Discussion in 'Culture' started by Krtecek, Aug 6, 2005.

  1. Krtecek

    Krtecek Member

    From the first time I went to Czech Republic until now, I have every time noticed that Czech people are not used to kiss each other when they meet, as we do in France and in Switzerland.
    Even very good friends don't! They just shake hands...
    Can sombody confirm it, or has somebody something to say about it?
  2. withoutaim

    withoutaim Active Member

    Čau Krtečku!:)

    Yes, this stuff you've mentioned is absolutely normal in the CR. I can't imagine kissing people due to say good-bye or hello! As well as big cuddling isn't normal. (Of course - there is exception: very very very good friend (it's usual to touch him or her, or big reunion after long time.

    Jirka :)
  3. Dana

    Dana Well-Known Member

  4. frenchczech

    frenchczech Member

    it's not all true, in the eastern part of czech republic they can kiss the good friends on lips male or female, it's very different than western part of czech republic
  5. Dana

    Dana Well-Known Member

    Long live Moravia! :D
  6. Martina

    Martina Active Member

    It's unusual to kiss on lips, but it may happen. There is different regions in Czech Republic. I am from Prague and kissing and hugging is very unusual there. Eastern Czech..Moravia rich in wine gets their heads going :p Moravia and Slovakia is most likely to kiss and hug then in Western parts of the Czech Rep.
  7. Ainafeaiel

    Ainafeaiel Member

    I can vouch for that :) I struck up some lovely friendships with some visiting Moravians. We very quickly went from shaking hands to kisses on the lips and a lot of sincere affection. It's a cultural difference i find very charming! It does indeed seem to be less common in the west of the country.
  8. withoutaim

    withoutaim Active Member

    There is no reason to kiss people I have only known for short time... And (not only) French custom is horrible!
  9. wer

    wer Well-Known Member

    Yes, that's terrible. It is'nt usual in East Bohemia.
  10. magan

    magan Well-Known Member

    I grew up in Prague and lived there till I was 22 (till 1968). I had never seen any "friends", parents and children, siblings, best friends or acquaintances kissing on the lips. Kissing on the lips was considered "sexual" - simply not done unless it was in sexual situation.

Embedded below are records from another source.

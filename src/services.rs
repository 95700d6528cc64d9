pub mod backends;
pub mod base;
pub mod flux_status_service;
pub mod result_cache;
use super::ListFetcher;
use crate::configuration::models::cluster_configuration::ClusterConfiguration;
use crate::services::backends::kubernetes::cluster_error::ClusterError;
use crate::services::backends::kubernetes::cluster_error::api_error_details::ApiErrorDetails;
use crate::testing::fake_cluster_client::FakeClusterClient;
use crate::testing::flux_resource;
use serde_json::json;
use std::sync::Arc;

const URL: &str = "http://localhost/apis/helm.toolkit.fluxcd.io/v2beta1/namespaces/default/helmreleases/";

fn configuration() -> ClusterConfiguration {
    ClusterConfiguration::new("http://localhost").with_header("Authorization", "Bearer token")
}

#[tokio::test]
async fn test_empty_collection() {
    let client = Arc::new(FakeClusterClient::new());
    client.respond_with(URL, json!({ "items": [] }));
    let fetcher = ListFetcher::new(client);

    let items = fetcher.fetch(&configuration(), URL).await.unwrap();

    assert!(items.is_empty());
}

#[tokio::test]
async fn test_items_keep_identity_fields_only() {
    let client = Arc::new(FakeClusterClient::new());
    client.respond_with(
        URL,
        json!({ "items": [ flux_resource("app", "True", "ReconciliationSucceeded"), flux_resource("infra", "False", "BuildFailed") ] }),
    );
    let fetcher = ListFetcher::new(client.clone());

    let items = fetcher.fetch(&configuration(), URL).await.unwrap();

    assert_eq!(
        serde_json::to_value(&items).unwrap(),
        json!([
            {
                "apiVersion": "kustomize.toolkit.fluxcd.io/v1beta1",
                "metadata": { "name": "app", "namespace": "flux-system" }
            },
            {
                "apiVersion": "kustomize.toolkit.fluxcd.io/v1beta1",
                "metadata": { "name": "infra", "namespace": "flux-system" }
            }
        ])
    );
    assert_eq!(client.requests()[0].0, configuration());
}

#[tokio::test]
async fn test_failure_carries_server_reason() {
    let client = Arc::new(FakeClusterClient::new());
    client.fail_with(
        URL,
        ClusterError::Api(ApiErrorDetails::new(
            403,
            "helmreleases is forbidden".to_string(),
            "Forbidden".to_string(),
        )),
    );
    let fetcher = ListFetcher::new(client);

    let error = fetcher.fetch(&configuration(), URL).await.unwrap_err();

    assert_eq!(error.to_string(), "Forbidden");
}

#[tokio::test]
async fn test_failure_without_reason_keeps_original_message() {
    let client = Arc::new(FakeClusterClient::new());
    client.fail_with(URL, ClusterError::Transport("connection reset".to_string()));
    let fetcher = ListFetcher::new(client);

    let error = fetcher.fetch(&configuration(), URL).await.unwrap_err();

    assert_eq!(error.to_string(), "connection reset");
}

#[tokio::test]
async fn test_item_with_unexpected_status_is_still_listed() {
    let client = Arc::new(FakeClusterClient::new());
    client.respond_with(
        URL,
        json!({ "items": [
            flux_resource("app", "True", "ReconciliationSucceeded"),
            {
                "apiVersion": "helm.toolkit.fluxcd.io/v2beta1",
                "metadata": { "name": "podinfo", "namespace": "default" },
                "status": { "conditions": [ { "type": "Ready", "status": true, "observedGeneration": "3" } ] }
            }
        ] }),
    );
    let fetcher = ListFetcher::new(client);

    let items = fetcher.fetch(&configuration(), URL).await.unwrap();

    assert_eq!(items.len(), 2);
    assert_eq!(items[1].metadata.name.as_deref(), Some("podinfo"));
    assert_eq!(items[1].api_version.as_deref(), Some("helm.toolkit.fluxcd.io/v2beta1"));
}
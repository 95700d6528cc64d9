
use anyhow::anyhow;
use http::{HeaderName, HeaderValue, Uri};
use serde::{Deserialize, Serialize};
use std::collections::BTreeMap;

/// Connection parameters for reaching a cluster API: the base path of the API server (or of a proxy in
/// front of it) and the headers carrying credentials for every request.
#[derive(Debug, Clone, PartialEq, Eq, Hash, Serialize, Deserialize)]
#[serde(rename_all = "camelCase")]
pub struct ClusterConfiguration {
    pub base_path: String,
    #[serde(default)]
    pub headers: BTreeMap<String, String>,
}

impl ClusterConfiguration {
    pub fn new(base_path: impl Into<String>) -> Self {
        ClusterConfiguration {
            base_path: base_path.into(),
            headers: BTreeMap::new(),
        }
    }

    pub fn with_header(mut self, name: impl Into<String>, value: impl Into<String>) -> Self {
        self.headers.insert(name.into(), value.into());
        self
    }

    pub fn from_yaml(source: &str) -> anyhow::Result<Self> {
        Ok(serde_yml::from_str(source)?)
    }

    /// The base path without trailing slashes, ready to have `/apis/...` appended.
    pub fn base_url(&self) -> &str {
        self.base_path.trim_end_matches('/')
    }

    /// Strips the base path from an absolute resource URL, leaving the path the API client expects.
    /// URLs that do not start with the base path are returned unchanged.
    pub fn relative_path<'a>(&self, url: &'a str) -> &'a str {
        url.strip_prefix(self.base_url()).unwrap_or(url)
    }

    /// Builds a client configuration that sends every request to the base path with the configured headers.
    pub fn to_kube_config(&self) -> anyhow::Result<kube::Config> {
        let cluster_url: Uri = self
            .base_path
            .parse()
            .map_err(|e| anyhow!("Invalid cluster base path {:?}: {}", self.base_path, e))?;
        let mut config = kube::Config::new(cluster_url);
        for (name, value) in &self.headers {
            let header_name = HeaderName::from_bytes(name.as_bytes())
                .map_err(|e| anyhow!("Invalid header name {:?}: {}", name, e))?;
            let header_value =
                HeaderValue::from_str(value).map_err(|e| anyhow!("Invalid value for header {:?}: {}", name, e))?;
            config.headers.push((header_name, header_value));
        }
        Ok(config)
    }
}
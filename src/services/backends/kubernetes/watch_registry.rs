
use crate::services::backends::kubernetes::watch_session::WatchSession;
use crate::services::result_cache::CacheKey;
use log::info;
use std::collections::HashMap;
use tokio::sync::Mutex;

/// Owns the live watch sessions, at most one per cache key.
#[derive(Default)]
pub struct WatchRegistry {
    sessions: Mutex<HashMap<CacheKey, WatchSession>>,
}

impl WatchRegistry {
    pub fn new() -> Self {
        Self::default()
    }

    /// Registers a session for the key. A session already registered for it is stopped.
    /// Sessions whose stream has ended are released on the way.
    pub async fn register(&self, key: CacheKey, session: WatchSession) {
        let mut sessions = self.sessions.lock().await;
        sessions.retain(|_, existing| !existing.is_finished());
        if let Some(previous) = sessions.insert(key, session) {
            info!(session:% = previous.id(); "Replacing watch session");
            previous.stop();
        }
    }

    /// Number of sessions that are still consuming their stream.
    pub async fn active_sessions(&self) -> usize {
        let sessions = self.sessions.lock().await;
        sessions.values().filter(|session| !session.is_finished()).count()
    }

    pub async fn stop(&self, key: &CacheKey) -> bool {
        let mut sessions = self.sessions.lock().await;
        match sessions.remove(key) {
            Some(session) => {
                session.stop();
                true
            }
            None => false,
        }
    }

    pub async fn stop_all(&self) {
        let mut sessions = self.sessions.lock().await;
        for (_, session) in sessions.drain() {
            session.stop();
        }
    }
}
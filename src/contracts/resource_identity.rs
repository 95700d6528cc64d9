use crate::contracts::flux_resource_kind::FluxResourceKind;

/// Identifies one managed resource, or a collection when `name` is absent.
#[derive(Debug, Clone, PartialEq, Eq, Hash)]
pub struct ResourceIdentity {
    pub api_version: String,
    pub kind: String,
    pub resource_type: String,
    pub namespace: String,
    pub name: Option<String>,
}

impl ResourceIdentity {
    pub fn new(
        api_version: impl Into<String>,
        kind: impl Into<String>,
        resource_type: impl Into<String>,
        namespace: impl Into<String>,
    ) -> Self {
        ResourceIdentity {
            api_version: api_version.into(),
            kind: kind.into(),
            resource_type: resource_type.into(),
            namespace: namespace.into(),
            name: None,
        }
    }

    pub fn collection(kind: FluxResourceKind, namespace: impl Into<String>) -> Self {
        Self::new(kind.api_version(), kind.to_string(), kind.resource_type(), namespace)
    }

    pub fn with_name(mut self, name: Option<String>) -> Self {
        self.name = name;
        self
    }

    /// API group and version. The core group has no group segment.
    pub fn group_version(&self) -> (&str, &str) {
        self.api_version
            .split_once('/')
            .unwrap_or(("", self.api_version.as_str()))
    }
}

    Hugging with very best long time friends only if we have not seen for long time... longer trip departures and arrivals hug and kiss on cheek with parents.

    Also "I love you" (miluji te) was never used in parents/child situation or with friends. I like you (mam te rad) was used with boyfriend/girlfriend (in serious relationship only) not with children/parents or friends.

    After living in Canada most of my life, I still feel that it is inapropriate when I see other people who are not lovers/spouses kissing on the lips. I would never do that.

    In North American culture you hear "I love you" all the time. It is considered "a good thing" and you would be very bad parent if you wouldn't tell that you your children/grandchildren often. In CR we were saving it for that one and only person we were planning to live rest of life with (and even then it was used very seldom).

    That could be one reason, why Czechs consider North Americans "shallow".
  11. magan

    magan Well-Known Member

    In North America, we more or less shake hands only when being introduced. In CR shaking hands is used way too often and long, even after people know each other for some time. I have Czech girlfriends and they always look like they want to shake hands with me. I don't find that comfortable (feels ridiculous) so I usually turn the notion into touching arm and hand trying to avoid formal shake. They usually stop doing it after a while and it will turn into pattting arm of the one who is staying and saying "buy etc." After living away for so long I just cannot participate "in shaking" beyond introduction, unless it is much older person when I do it out of respect for their old age.